Electrical synapses are ubiquitous in interneuron networks. They form intercellular pathways, allowing electrical currents to leak between coupled interneurons. I explored the impact of electrical coupling on the integration of excitatory signals and on the coincidence detection abilities of electrically-coupled cerebellar basket cells (BCs). In order to do so, I quantified the influence of electrical coupling on the rate, the probability and the latency at which BCs generate action potentials when stimulated. The long-lasting simultaneous suprathreshold depolarization of a coupled cell evoked an increase in firing rate and a shortening of action potential latency in a reference basket cell, compared to its depolarization alone. Likewise, the action potential probability of coupled cells was strongly increased when they were simultaneously stimulated with trains of short-duration near-threshold current pulses (mimicking the activation of presynaptic granule cells) at 10 Hz, and to a lesser extent at 50 Hz, an effect that was absent in non-coupled cells. Moreover, action potential probability was increased and action potential latency was shortened in response to synaptic stimulations in mice lacking the protein that forms gap junctions between BCs, connexin36, relative to wild-type (WT) controls. These results suggest that electrical synapses between BCs decrease the probability and increase the latency of stimulus-triggered action potentials, both effects being reverted upon simultaneous excitation of coupled cells. Interestingly, varying the delay at which coupled cells are stimulated revealed that the probability and the speed of action potential generation are facilitated maximally when a basket cell is stimulated shortly after a coupled cell. These findings suggest that electrically-coupled interneurons behave as coincidence and sequence detectors that dynamically regulate the latency and the strength of inhibition onto postsynaptic targets depending on the degree of input synchrony in the coupled interneuron network.

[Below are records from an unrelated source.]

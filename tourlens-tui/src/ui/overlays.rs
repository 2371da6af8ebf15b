//! First-run welcome popup.

use ratatui::layout::Rect;
use ratatui::text::{Line, Span};
use ratatui::widgets::{Block, Borders, Clear, Paragraph, Wrap};
use ratatui::Frame;

use crate::app::AppState;
use crate::theme;
use crate::ui::centered_rect;

const STEPS: [&str; 4] = [
    "j / k walks the tour, Enter opens a city's window",
    "Space selects cities, 3 compares the selection",
    "+ / - and [ / ] resize the window, w toggles the t-test",
    "5 lists every key",
];

pub fn render_welcome(f: &mut Frame, area: Rect, app: &AppState) {
    let popup = centered_rect(64, 50, area);
    f.render_widget(Clear, popup);

    let session = &app.session;
    let span = session
        .store
        .date_range()
        .map(|(a, b)| format!("{a} to {b}"))
        .unwrap_or_else(|| "no rows".into());

    let mut text = vec![
        Line::from(""),
        Line::from(vec![
            Span::styled("Loaded ", theme::muted()),
            Span::styled(session.source().display().to_string(), theme::accent()),
        ]),
        Line::from(Span::styled(
            format!("{span}, {} cities with events", app.city_count()),
            theme::muted(),
        )),
        Line::from(""),
    ];
    for (i, step) in STEPS.iter().enumerate() {
        text.push(Line::from(vec![
            Span::styled(format!("  {}. ", i + 1), theme::accent_bold()),
            Span::styled(*step, theme::muted()),
        ]));
    }
    text.push(Line::from(""));
    text.push(Line::from(Span::styled(
        "Any key closes this.",
        theme::neutral(),
    )));

    let block = Block::default()
        .borders(Borders::ALL)
        .border_style(theme::accent())
        .title(" TourLens ")
        .title_style(theme::accent_bold());
    f.render_widget(
        Paragraph::new(text).block(block).wrap(Wrap { trim: true }),
        popup,
    );
}

#[cfg(test)]
mod tests {
    use crate::app::Overlay;
    use crate::test_helpers::{render_to_string, test_app};

    #[test]
    fn welcome_names_the_data_source() {
        let mut app = test_app();
        app.overlay = Overlay::Welcome;
        let screen = render_to_string(&app, 120, 40);
        assert!(screen.contains("Loaded sample.csv"));
        assert!(screen.contains("2024-01-01 to 2024-12-31"));
        assert!(screen.contains("Any key closes this."));
    }
}
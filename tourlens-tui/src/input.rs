//! Keyboard input dispatch — overlays → global keys → panel-specific handlers.

use crossterm::event::{KeyCode, KeyEvent, KeyEventKind, KeyModifiers};

use crate::app::{AppState, Overlay, Panel};

pub fn handle_key(app: &mut AppState, key: KeyEvent) {
    // Only handle key press events (Windows sends both Press and Release).
    if key.kind != KeyEventKind::Press {
        return;
    }

    // 1. Overlays consume input first.
    match app.overlay {
        Overlay::Welcome => {
            app.overlay = Overlay::None;
            return;
        }
        Overlay::None => {}
    }

    // 2. Global keys (always available).
    match key.code {
        KeyCode::Char('q') => {
            app.running = false;
            return;
        }
        KeyCode::Char('c') if key.modifiers.contains(KeyModifiers::CONTROL) => {
            app.running = false;
            return;
        }
        KeyCode::Char(c @ '1'..='5') => {
            let index = c as usize - '1' as usize;
            if let Some(panel) = Panel::from_index(index) {
                app.active_panel = panel;
            }
            return;
        }
        KeyCode::Tab => {
            if key.modifiers.contains(KeyModifiers::SHIFT) {
                app.active_panel = app.active_panel.prev();
            } else {
                app.active_panel = app.active_panel.next();
            }
            return;
        }
        KeyCode::BackTab => {
            app.active_panel = app.active_panel.prev();
            return;
        }
        KeyCode::Char('+') | KeyCode::Char('=') => {
            app.adjust_half_width(1);
            return;
        }
        KeyCode::Char('-') => {
            app.adjust_half_width(-1);
            return;
        }
        KeyCode::Char(']') => {
            app.adjust_half_width(7);
            return;
        }
        KeyCode::Char('[') => {
            app.adjust_half_width(-7);
            return;
        }
        KeyCode::Char('w') => {
            app.toggle_welch();
            return;
        }
        _ => {}
    }

    // 3. Panel-specific keys.
    match app.active_panel {
        Panel::Cities => handle_cities_key(app, key),
        Panel::Window => handle_window_key(app, key),
        Panel::Compare => handle_compare_key(app, key),
        Panel::Data => handle_data_key(app, key),
        Panel::Help => {} // display only
    }
}

fn handle_cities_key(app: &mut AppState, key: KeyEvent) {
    match key.code {
        KeyCode::Char('j') | KeyCode::Down => app.move_focus(1),
        KeyCode::Char('k') | KeyCode::Up => app.move_focus(-1),
        KeyCode::Char('g') | KeyCode::Home => app.move_focus(isize::MIN),
        KeyCode::Char('G') | KeyCode::End => app.move_focus(isize::MAX),
        KeyCode::Char(' ') => app.toggle_focused(),
        KeyCode::Char('a') => {
            app.select_all();
            app.set_status(format!("Selected all {} cities", app.city_count()));
        }
        KeyCode::Char('d') => {
            app.cities.selected.clear();
            app.set_status("Selection cleared");
        }
        KeyCode::Enter | KeyCode::Char('l') | KeyCode::Right => open_window(app),
        _ => {}
    }
}

/// Switch to the Window panel, flagging a focused city that has nothing to show.
fn open_window(app: &mut AppState) {
    match app.focused_comparison() {
        None => return,
        Some(Err(e)) => app.set_error(e.to_string()),
        Some(Ok(cmp)) if cmp.window.is_empty() => app.set_warning(format!(
            "No observations for {} within ±{} days",
            cmp.event.entity, app.session.settings.half_width_days
        )),
        Some(Ok(_)) => {}
    }
    app.active_panel = Panel::Window;
}

fn handle_window_key(app: &mut AppState, key: KeyEvent) {
    match key.code {
        KeyCode::Char('h') | KeyCode::Left | KeyCode::Char('k') | KeyCode::Up => {
            app.move_focus(-1)
        }
        KeyCode::Char('l') | KeyCode::Right | KeyCode::Char('j') | KeyCode::Down => {
            app.move_focus(1)
        }
        KeyCode::Char(' ') => app.toggle_focused(),
        KeyCode::Enter => app.active_panel = Panel::Data,
        _ => {}
    }
}

fn handle_compare_key(app: &mut AppState, key: KeyEvent) {
    if let KeyCode::Char('s') = key.code {
        app.cycle_sort();
    }
}

fn handle_data_key(app: &mut AppState, key: KeyEvent) {
    match key.code {
        KeyCode::Char('j') | KeyCode::Down => app.data.scroll = app.data.scroll.saturating_add(1),
        KeyCode::Char('k') | KeyCode::Up => app.data.scroll = app.data.scroll.saturating_sub(1),
        KeyCode::PageDown => app.data.scroll = app.data.scroll.saturating_add(10),
        KeyCode::PageUp => app.data.scroll = app.data.scroll.saturating_sub(10),
        KeyCode::Char('g') | KeyCode::Home => app.data.scroll = 0,
        // The panel clamps the offset against the row count when drawing.
        KeyCode::Char('G') | KeyCode::End => app.data.scroll = usize::MAX,
        KeyCode::Char('h') | KeyCode::Left => app.move_focus(-1),
        KeyCode::Char('l') | KeyCode::Right => app.move_focus(1),
        _ => {}
    }
}

#[cfg(test)]
mod tests {
    use super::*;
    use crate::test_helpers::test_app;
    use crossterm::event::KeyEventState;
    use crate::app::StatusLevel;
    use proptest::prelude::*;
    use tourlens_core::EventRegistry;
    use tourlens_runner::SortKey;

    fn press(code: KeyCode) -> KeyEvent {
        KeyEvent::new(code, KeyModifiers::NONE)
    }

    #[test]
    fn number_keys_switch_panels() {
        let mut app = test_app();
        handle_key(&mut app, press(KeyCode::Char('3')));
        assert_eq!(app.active_panel, Panel::Compare);
        handle_key(&mut app, press(KeyCode::Char('5')));
        assert_eq!(app.active_panel, Panel::Help);
        handle_key(&mut app, press(KeyCode::Char('9')));
        assert_eq!(app.active_panel, Panel::Help);
    }

    #[test]
    fn tab_cycles() {
        let mut app = test_app();
        handle_key(&mut app, press(KeyCode::Tab));
        assert_eq!(app.active_panel, Panel::Window);
        handle_key(&mut app, press(KeyCode::BackTab));
        handle_key(&mut app, press(KeyCode::BackTab));
        assert_eq!(app.active_panel, Panel::Help);
    }

    #[test]
    fn welcome_swallows_first_key() {
        let mut app = test_app();
        app.overlay = Overlay::Welcome;
        handle_key(&mut app, press(KeyCode::Char('q')));
        assert!(app.running);
        assert_eq!(app.overlay, Overlay::None);
        handle_key(&mut app, press(KeyCode::Char('q')));
        assert!(!app.running);
    }

    #[test]
    fn release_events_ignored() {
        let mut app = test_app();
        let key = KeyEvent {
            code: KeyCode::Char('q'),
            modifiers: KeyModifiers::NONE,
            kind: KeyEventKind::Release,
            state: KeyEventState::NONE,
        };
        handle_key(&mut app, key);
        assert!(app.running);
    }

    #[test]
    fn cities_navigation_and_selection() {
        let mut app = test_app();
        handle_key(&mut app, press(KeyCode::Char('j')));
        handle_key(&mut app, press(KeyCode::Char(' ')));
        assert_eq!(app.selected_cities(), vec!["Melbourne"]);
        handle_key(&mut app, press(KeyCode::Char('G')));
        assert_eq!(app.focused_city(), Some("Rio de Janeiro"));
        handle_key(&mut app, press(KeyCode::Char('g')));
        assert_eq!(app.focused_city(), Some("Tokyo"));
        handle_key(&mut app, press(KeyCode::Char('a')));
        assert_eq!(app.selected_cities().len(), app.city_count());
        handle_key(&mut app, press(KeyCode::Char('d')));
        assert!(app.selected_cities().is_empty());
        handle_key(&mut app, press(KeyCode::Enter));
        assert_eq!(app.active_panel, Panel::Window);
    }

    #[test]
    fn half_width_keys() {
        let mut app = test_app();
        handle_key(&mut app, press(KeyCode::Char('+')));
        assert_eq!(app.session.settings.half_width_days, 31);
        handle_key(&mut app, press(KeyCode::Char('[')));
        assert_eq!(app.session.settings.half_width_days, 24);
        handle_key(&mut app, press(KeyCode::Char('-')));
        assert_eq!(app.session.settings.half_width_days, 23);
    }

    #[test]
    fn compare_sort_key() {
        let mut app = test_app();
        app.active_panel = Panel::Compare;
        handle_key(&mut app, press(KeyCode::Char('s')));
        assert_eq!(app.compare.sort, SortKey::Change);
    }

    #[test]
    fn data_scroll_resets_on_focus_change() {
        let mut app = test_app();
        app.active_panel = Panel::Data;
        handle_key(&mut app, press(KeyCode::Char('j')));
        handle_key(&mut app, press(KeyCode::Char('j')));
        assert_eq!(app.data.scroll, 2);
        handle_key(&mut app, press(KeyCode::Char('l')));
        assert_eq!(app.data.scroll, 0);
        assert_eq!(app.focused_city(), Some("Melbourne"));
    }

    #[test]
    fn enter_flags_cities_without_data() {
        let mut app = test_app();
        app.session.registry =
            EventRegistry::from_pairs([("Tokyo", "2030-01-01"), ("Atlantis", "2024-05-01")])
                .unwrap();

        handle_key(&mut app, press(KeyCode::Enter));
        assert_eq!(app.active_panel, Panel::Window);
        let (msg, level) = app.status_message.clone().unwrap();
        assert!(msg.starts_with("No observations for Tokyo"));
        assert_eq!(level, StatusLevel::Warning);

        app.active_panel = Panel::Cities;
        handle_key(&mut app, press(KeyCode::Char('j')));
        handle_key(&mut app, press(KeyCode::Enter));
        assert_eq!(app.status_message.unwrap().1, StatusLevel::Error);
    }

    fn any_key() -> impl Strategy<Value = KeyCode> {
        prop_oneof![
            prop::sample::select(vec![
                'j', 'k', 'h', 'l', 'g', 'G', ' ', 'a', 'd', 's', 'w', '+', '-', '[', ']', '1',
                '2', '3', '4', '5',
            ])
            .prop_map(KeyCode::Char),
            Just(KeyCode::Enter),
            Just(KeyCode::Tab),
            Just(KeyCode::BackTab),
            Just(KeyCode::PageDown),
            Just(KeyCode::PageUp),
            Just(KeyCode::End),
        ]
    }

    proptest! {
        #![proptest_config(ProptestConfig::with_cases(32))]

        #[test]
        fn key_sequences_keep_state_in_bounds(keys in prop::collection::vec(any_key(), 0..60)) {
            let mut app = test_app();
            for code in keys {
                handle_key(&mut app, press(code));
            }
            prop_assert!(app.running);
            prop_assert!(app.cities.cursor < app.city_count());
            let hw = app.session.settings.half_width_days;
            prop_assert!((0..=crate::app::MAX_HALF_WIDTH).contains(&hw));
            prop_assert!(app.selected_cities().len() <= app.city_count());
        }
    }
}
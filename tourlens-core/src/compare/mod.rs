//! Comparison engine: single-window comparator and the multi-city driver.

pub mod many;
pub mod settings;
pub mod window;

pub use many::{
    compare_entity, compare_many, EntityComparison, MultiComparison, QueryError, SkipReason,
    SkippedEntity,
};
pub use settings::{CompareSettings, MAX_HALF_WIDTH_DAYS};
pub use window::{compare, percent_change, window_bounds};
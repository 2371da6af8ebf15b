//! Multi-city comparator.
//!
//! Runs the window comparator for each requested city, in the order given.
//! A city that cannot be scored is recorded in `skipped` and the rest carry
//! on; nothing here aborts a batch.

use std::collections::HashSet;

use serde::{Deserialize, Serialize};
use thiserror::Error;
use tracing::{debug, warn};

use super::settings::CompareSettings;
use super::window::{compare, window_bounds};
use crate::data::{ObservationStore, StoreError};
use crate::domain::{ComparisonResult, Coverage, Event, Window};
use crate::registry::{EventRegistry, RegistryError};

/// Failure of a single-city query.
#[derive(Debug, Error)]
pub enum QueryError {
    #[error(transparent)]
    Registry(#[from] RegistryError),

    #[error(transparent)]
    Store(#[from] StoreError),
}

/// Everything the single-city view needs: the event, its window, the result.
#[derive(Debug, Clone)]
pub struct EntityComparison {
    pub event: Event,
    pub window: Window,
    pub result: ComparisonResult,
}

/// Resolve, slice and compare one city.
pub fn compare_entity(
    store: &ObservationStore,
    registry: &EventRegistry,
    entity: &str,
    settings: &CompareSettings,
) -> Result<EntityComparison, QueryError> {
    let event = registry.event(entity)?.clone();
    let (start, end) = window_bounds(event.pivot, settings.half_width_days);
    let window = store.slice(entity, start, end)?;
    let result = compare(&window, event.pivot, settings);

    debug!(
        entity,
        pivot = %event.pivot,
        observations = window.len(),
        coverage = result.coverage.label(),
        "compared window"
    );

    Ok(EntityComparison {
        event,
        window,
        result,
    })
}

/// Why a city is absent from `MultiComparison::results`.
#[derive(Debug, Clone, Copy, PartialEq, Eq, Serialize, Deserialize)]
#[serde(rename_all = "snake_case")]
pub enum SkipReason {
    UnknownEntity,
    UnknownColumn,
    NoData,
    MissingPre,
    MissingPost,
    ZeroBaseline,
}

impl SkipReason {
    pub fn label(self) -> &'static str {
        match self {
            SkipReason::UnknownEntity => "no registered event",
            SkipReason::UnknownColumn => "no data column",
            SkipReason::NoData => "no data in window",
            SkipReason::MissingPre => "no data before event",
            SkipReason::MissingPost => "no data after event",
            SkipReason::ZeroBaseline => "pre-event mean is zero",
        }
    }

    fn from_result(result: &ComparisonResult) -> Self {
        match result.coverage {
            Coverage::NoData => SkipReason::NoData,
            Coverage::MissingPre => SkipReason::MissingPre,
            Coverage::MissingPost => SkipReason::MissingPost,
            Coverage::Complete => SkipReason::ZeroBaseline,
        }
    }
}

#[derive(Debug, Clone, PartialEq, Eq, Serialize, Deserialize)]
pub struct SkippedEntity {
    pub entity: String,
    pub reason: SkipReason,
}

/// Output of `compare_many`.
#[derive(Debug, Clone, Default, Serialize, Deserialize)]
pub struct MultiComparison {
    /// Results with a defined percent change, in input order.
    pub results: Vec<ComparisonResult>,
    /// Cities left out, in input order.
    pub skipped: Vec<SkippedEntity>,
}

impl MultiComparison {
    pub fn is_empty(&self) -> bool {
        self.results.is_empty()
    }

    pub fn get(&self, entity: &str) -> Option<&ComparisonResult> {
        self.results.iter().find(|r| r.entity == entity)
    }
}

/// Compare every city in `entities`.
///
/// Repeated names are compared once, at their first position.
pub fn compare_many<S: AsRef<str>>(
    store: &ObservationStore,
    registry: &EventRegistry,
    entities: &[S],
    settings: &CompareSettings,
) -> MultiComparison {
    let mut out = MultiComparison::default();
    let mut seen = HashSet::new();

    for entity in entities.iter().map(|e| e.as_ref()) {
        if !seen.insert(entity) {
            continue;
        }

        let skip = |reason| SkippedEntity {
            entity: entity.to_string(),
            reason,
        };

        match compare_entity(store, registry, entity, settings) {
            Ok(cmp) if cmp.result.percent_change.is_some() => out.results.push(cmp.result),
            Ok(cmp) => {
                let reason = SkipReason::from_result(&cmp.result);
                debug!(entity, reason = reason.label(), "left out of comparison");
                out.skipped.push(skip(reason));
            }
            Err(QueryError::Registry(e)) => {
                warn!(entity, error = %e, "skipping city");
                out.skipped.push(skip(SkipReason::UnknownEntity));
            }
            Err(QueryError::Store(e)) => {
                warn!(entity, error = %e, "skipping city");
                out.skipped.push(skip(SkipReason::UnknownColumn));
            }
        }
    }

    out
}
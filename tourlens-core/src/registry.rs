//! Event registry — one concert date per city.
//!
//! Built once, either from the built-in 2024 tour table or from a config
//! table of `city = "date"` pairs, and read-only afterwards. Registration
//! order is kept so every view lists cities the same way.

use std::collections::HashMap;

use chrono::NaiveDate;
use thiserror::Error;

use crate::data::parse_date;
use crate::domain::Event;

/// Errors from building or querying the registry.
#[derive(Debug, Clone, PartialEq, Eq, Error)]
pub enum RegistryError {
    #[error("no event registered for '{0}'")]
    UnknownEntity(String),

    #[error("invalid date '{value}' for '{entity}'")]
    InvalidDate { entity: String, value: String },

    #[error("'{0}' is registered twice")]
    DuplicateEntity(String),
}

/// The 2024 tour stops the dashboard was built around.
const DEFAULT_TOUR: &[(&str, &str)] = &[
    ("Tokyo", "Feb 7, 2024"),
    ("Melbourne", "Feb 16, 2024"),
    ("Sydney", "Feb 23, 2024"),
    ("Singapore", "Mar 2, 2024"),
    ("Stockholm", "May 17, 2024"),
    ("Dublin", "Jun 28, 2024"),
    ("Paris", "Jun 3, 2024"),
    ("London", "Jun 21, 2024"),
    ("Orlando", "Oct 18, 2024"),
    ("Rio de Janeiro", "Nov 17, 2024"),
];

/// Immutable city → pivot date mapping.
#[derive(Debug, Clone, Default)]
pub struct EventRegistry {
    events: Vec<Event>,
    index: HashMap<String, usize>,
}

impl EventRegistry {
    /// Build from parsed events. Rejects a city registered twice.
    pub fn new(events: Vec<Event>) -> Result<Self, RegistryError> {
        let mut index = HashMap::with_capacity(events.len());
        for (i, event) in events.iter().enumerate() {
            if index.insert(event.entity.clone(), i).is_some() {
                return Err(RegistryError::DuplicateEntity(event.entity.clone()));
            }
        }
        Ok(Self { events, index })
    }

    /// Build from `(city, date text)` pairs, parsing each date.
    pub fn from_pairs<I, K, V>(pairs: I) -> Result<Self, RegistryError>
    where
        I: IntoIterator<Item = (K, V)>,
        K: Into<String>,
        V: AsRef<str>,
    {
        let events = pairs
            .into_iter()
            .map(|(entity, raw)| {
                let entity = entity.into();
                let raw = raw.as_ref();
                parse_date(raw)
                    .map(|pivot| Event::new(entity.clone(), pivot))
                    .ok_or_else(|| RegistryError::InvalidDate {
                        entity,
                        value: raw.to_string(),
                    })
            })
            .collect::<Result<Vec<_>, _>>()?;
        Self::new(events)
    }

    /// The built-in tour table.
    pub fn default_tour() -> Self {
        let events = DEFAULT_TOUR
            .iter()
            .filter_map(|(city, raw)| parse_date(raw).map(|d| Event::new(*city, d)))
            .collect();
        // The literal table has no duplicates.
        Self::new(events).unwrap_or_default()
    }

    /// Pivot date for `entity`.
    pub fn lookup(&self, entity: &str) -> Result<NaiveDate, RegistryError> {
        self.event(entity).map(|e| e.pivot)
    }

    pub fn event(&self, entity: &str) -> Result<&Event, RegistryError> {
        self.index
            .get(entity)
            .map(|&i| &self.events[i])
            .ok_or_else(|| RegistryError::UnknownEntity(entity.to_string()))
    }

    pub fn contains(&self, entity: &str) -> bool {
        self.index.contains_key(entity)
    }

    /// Registered cities in registration order.
    pub fn entities(&self) -> Vec<&str> {
        self.events.iter().map(|e| e.entity.as_str()).collect()
    }

    pub fn events(&self) -> &[Event] {
        &self.events
    }

    pub fn len(&self) -> usize {
        self.events.len()
    }

    pub fn is_empty(&self) -> bool {
        self.events.is_empty()
    }
}
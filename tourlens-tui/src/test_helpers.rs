//! Test helpers for building an app over synthetic data

use std::path::Path;

use ratatui::backend::TestBackend;
use ratatui::buffer::Buffer;
use ratatui::Terminal;

use tourlens_core::sample::{generate, SampleSpec};
use tourlens_core::{CompareSettings, EventRegistry};
use tourlens_runner::Session;

use crate::app::AppState;

/// App over a year of generated data for the built-in tour.
pub fn test_app() -> AppState {
    let registry = EventRegistry::default_tour();
    let store = generate(&registry, &SampleSpec::default()).unwrap();
    let session = Session::from_parts(
        store,
        registry,
        CompareSettings::default(),
        Path::new("sample.csv"),
    );
    AppState::new(session)
}

/// Draw the whole UI once and return the screen as text, one line per row.
pub fn render_to_string(app: &AppState, width: u16, height: u16) -> String {
    let mut terminal = Terminal::new(TestBackend::new(width, height)).unwrap();
    terminal.draw(|f| crate::ui::draw(f, app)).unwrap();
    buffer_text(terminal.backend().buffer())
}

pub fn buffer_text(buffer: &Buffer) -> String {
    let width = buffer.area.width as usize;
    buffer
        .content
        .chunks(width)
        .map(|row| row.iter().map(|cell| cell.symbol()).collect::<String>())
        .collect::<Vec<_>>()
        .join("\n")
}
//! Panel 5 — Help: keyboard shortcuts and how to read the numbers.

use ratatui::layout::Rect;
use ratatui::text::{Line, Span};
use ratatui::widgets::Paragraph;
use ratatui::Frame;

use crate::app::AppState;
use crate::theme;

pub fn render(f: &mut Frame, area: Rect, app: &AppState) {
    let settings = &app.session.settings;
    let mut lines: Vec<Line> = Vec::new();

    section(&mut lines, "Global");
    key(&mut lines, "1-5", "Switch to panel by number");
    key(&mut lines, "Tab / Shift+Tab", "Cycle panels forward / back");
    key(&mut lines, "+ / -", "Widen / narrow the window by one day");
    key(&mut lines, "] / [", "Widen / narrow the window by a week");
    key(&mut lines, "w", "Toggle the Welch t-test");
    key(&mut lines, "q", "Quit");
    lines.push(Line::from(""));

    section(&mut lines, "Panel 1 — Cities");
    key(&mut lines, "j / k", "Move cursor down / up");
    key(&mut lines, "g / G", "Jump to first / last city");
    key(&mut lines, "Space", "Toggle city selection");
    key(&mut lines, "a / d", "Select all / clear selection");
    key(&mut lines, "Enter", "Open the city's window");
    lines.push(Line::from(""));

    section(&mut lines, "Panel 2 — Window");
    key(&mut lines, "h / l", "Previous / next city");
    key(&mut lines, "Space", "Toggle city selection");
    key(&mut lines, "Enter", "Show the window's data points");
    lines.push(Line::from(""));

    section(&mut lines, "Panel 3 — Compare");
    key(&mut lines, "s", "Cycle sort: input → change → p-value");
    lines.push(Line::from(""));

    section(&mut lines, "Panel 4 — Data");
    key(&mut lines, "j / k", "Scroll one row");
    key(&mut lines, "PgDn / PgUp", "Scroll ten rows");
    key(&mut lines, "g / G", "Jump to top / end");
    key(&mut lines, "h / l", "Previous / next city");
    lines.push(Line::from(""));

    section(&mut lines, "Reading the numbers");
    key(
        &mut lines,
        "Window",
        &format!(
            "Event date ±{} days; the event day counts as after",
            settings.half_width_days
        ),
    );
    key(&mut lines, "Change", "(after mean − before mean) / before mean × 100");
    key(
        &mut lines,
        "p",
        &format!("Welch two-sided p-value; * marks p < {}", settings.alpha),
    );
    key(&mut lines, "!", "Before mean near zero; the change is unstable");
    key(&mut lines, "n/a", "Not enough observations to compute");

    f.render_widget(Paragraph::new(lines), area);
}

fn section(lines: &mut Vec<Line<'_>>, title: &str) {
    lines.push(Line::from(Span::styled(title.to_string(), theme::accent_bold())));
}

fn key(lines: &mut Vec<Line<'_>>, keys: &str, desc: &str) {
    lines.push(Line::from(vec![
        Span::styled(format!("  {keys:>16}  "), theme::accent()),
        Span::styled(desc.to_string(), theme::muted()),
    ]));
}
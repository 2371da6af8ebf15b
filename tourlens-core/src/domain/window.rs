//! Window — the date-bounded, null-free slice of one city's series.

use chrono::NaiveDate;
use serde::{Deserialize, Serialize};

/// A single present observation.
#[derive(Debug, Clone, Copy, PartialEq, Serialize, Deserialize)]
pub struct Point {
    pub date: NaiveDate,
    pub value: f64,
}

impl Point {
    pub fn new(date: NaiveDate, value: f64) -> Self {
        Self { date, value }
    }
}

/// Observations for one entity with `start <= date <= end`, ascending by date.
///
/// Missing cells never appear here; the store drops them while slicing.
#[derive(Debug, Clone, PartialEq, Serialize, Deserialize)]
pub struct Window {
    pub entity: String,
    pub start: NaiveDate,
    pub end: NaiveDate,
    points: Vec<Point>,
}

impl Window {
    /// Build a window, sorting the points by date.
    pub fn new(
        entity: impl Into<String>,
        start: NaiveDate,
        end: NaiveDate,
        mut points: Vec<Point>,
    ) -> Self {
        points.sort_by_key(|p| p.date);
        Self {
            entity: entity.into(),
            start,
            end,
            points,
        }
    }

    pub fn points(&self) -> &[Point] {
        &self.points
    }

    pub fn len(&self) -> usize {
        self.points.len()
    }

    pub fn is_empty(&self) -> bool {
        self.points.is_empty()
    }

    /// Split at `pivot`. The pivot date itself lands in `post`.
    pub fn partition(&self, pivot: NaiveDate) -> Partition<'_> {
        let split = self.points.partition_point(|p| p.date < pivot);
        let (pre, post) = self.points.split_at(split);
        Partition { pivot, pre, post }
    }
}

/// Pre/post view of a window. Borrowed; lives as long as the window.
#[derive(Debug, Clone, Copy)]
pub struct Partition<'a> {
    pub pivot: NaiveDate,
    pub pre: &'a [Point],
    pub post: &'a [Point],
}

impl Partition<'_> {
    pub fn pre_values(&self) -> Vec<f64> {
        self.pre.iter().map(|p| p.value).collect()
    }

    pub fn post_values(&self) -> Vec<f64> {
        self.post.iter().map(|p| p.value).collect()
    }

    pub fn len(&self) -> usize {
        self.pre.len() + self.post.len()
    }

    pub fn is_empty(&self) -> bool {
        self.pre.is_empty() && self.post.is_empty()
    }
}
//! Observation data: CSV loading, date parsing, and the immutable store.

pub mod dates;
pub mod store;

pub use dates::parse_date;
pub use store::{LoadOptions, ObservationStore, StoreError};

电突触在中间神经元网络中普遍存在。它们形成细胞间通路,使电流在耦合的中间神经元之间泄漏。我探讨了电耦合对兴奋性信号整合以及对电耦合小脑篮状细胞(BCs)的同步检测能力的影响。为了做到这一点,我量化了电耦合对BCs在受到刺激时产生动作电位的频率、概率和潜伏期的影响。与单独去极化相比,耦合细胞的长时间同时超阈值去极化会引起参考篮状细胞放电频率增加和动作电位潜伏期缩短。同样,当耦合细胞在10 Hz时用短持续时间近阈值电流脉冲串(模拟突触前颗粒细胞的激活)同时刺激时,动作电位概率大幅增加,在50 Hz时增加程度较小,而在非耦合细胞中不存在这种效应。此外,相对于野生型(WT)对照,在缺乏形成BCs之间缝隙连接的蛋白连接蛋白36的小鼠中,对突触刺激的反应中动作电位概率增加且动作电位潜伏期缩短。这些结果表明,BCs之间的电突触降低了刺激触发动作电位的概率并增加了潜伏期,而在耦合细胞同时兴奋时这两种效应都会逆转。有趣的是,改变耦合细胞受到刺激的延迟时间发现,当一个篮状细胞在耦合细胞之后不久受到刺激时,动作电位产生的概率和速度得到最大程度的促进。这些发现表明,电耦合的中间神经元起到同步和序列检测器的作用,根据耦合中间神经元网络中的输入同步程度动态调节对突触后靶标的抑制潜伏期和强度。